The study took place at Wroclaw Medical University, in Wroclaw, Poland.

The study used a randomized trial design.

• Arm volume measurements were performed by water displacement.
• Distance between the tip of the third finger and bottom of axillary fossa was determined for each extremity; each subsequent measurement was repeated to this distance and mean value was recorded.
• Degree of lymphedema was represented by a difference in volume between the swollen upper extremity and the health upper extremity and was expressed in percent.

Significant differences in edema (29%–47%) were observed in all groups post-treatment with the most significant decrease seen in Group IV. The least reduction was observed in Group III, with Groups I and II experiencing similar decreases. Further comparison revealed the 45 second cycles with a three compartmental sleeve proved almost twice as effective as the 45 second cycle with single compartment sleeve.

IPC can be effective in decreasing lymphedema in upper extremities in patients with breast cancer post-treatment. Further studies are needed to validate the finding of enhanced results with a shorter compression cycle and cyclic sequential massage.

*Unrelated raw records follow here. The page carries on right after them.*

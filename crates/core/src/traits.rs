use crate::candle::Candle;
use crate::signal::PredictionSignal;
use anyhow::Result;
use std::sync::Arc;

/// A direction-prediction model.
///
/// `history` passed to both methods is sorted by timestamp and never contains
/// a row after the decision point. `predict` must fail, not return a
/// sentinel, when the timeframe has no fitted model.
pub trait Strategy: Send {
    fn name(&self) -> &str;

    fn requires_fitting(&self) -> bool;

    fn available_timeframes(&self) -> &[u32];

    fn fit(&mut self, history: &[Candle], timeframe_minutes: u32) -> Result<()>;

    fn predict(&self, history: &[Candle], timeframe_minutes: u32) -> Result<PredictionSignal>;
}

/// Builds a fresh, unfitted strategy instance.
pub type StrategyFactory = Arc<dyn Fn() -> Box<dyn Strategy> + Send + Sync>;
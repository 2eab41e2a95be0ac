pub mod base_rate;
pub mod ma_crossover;
pub mod registry;

pub use base_rate::BaseRateStrategy;
pub use ma_crossover::{MaCrossoverParams, MaCrossoverStrategy};
pub use registry::StrategyRegistry;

• The sample size was small, with less than 100 participants.
• The description of the study population is limited (i.e., length of time post-treatment or extent of surgical intervention).

IPC devices may be efficacious in treatment of lymphedema. More studies are needed to compare pneumatic compression devices and determination of standard equipment for treatment. Nurses need to build awareness for prevention and early detection and early intervention.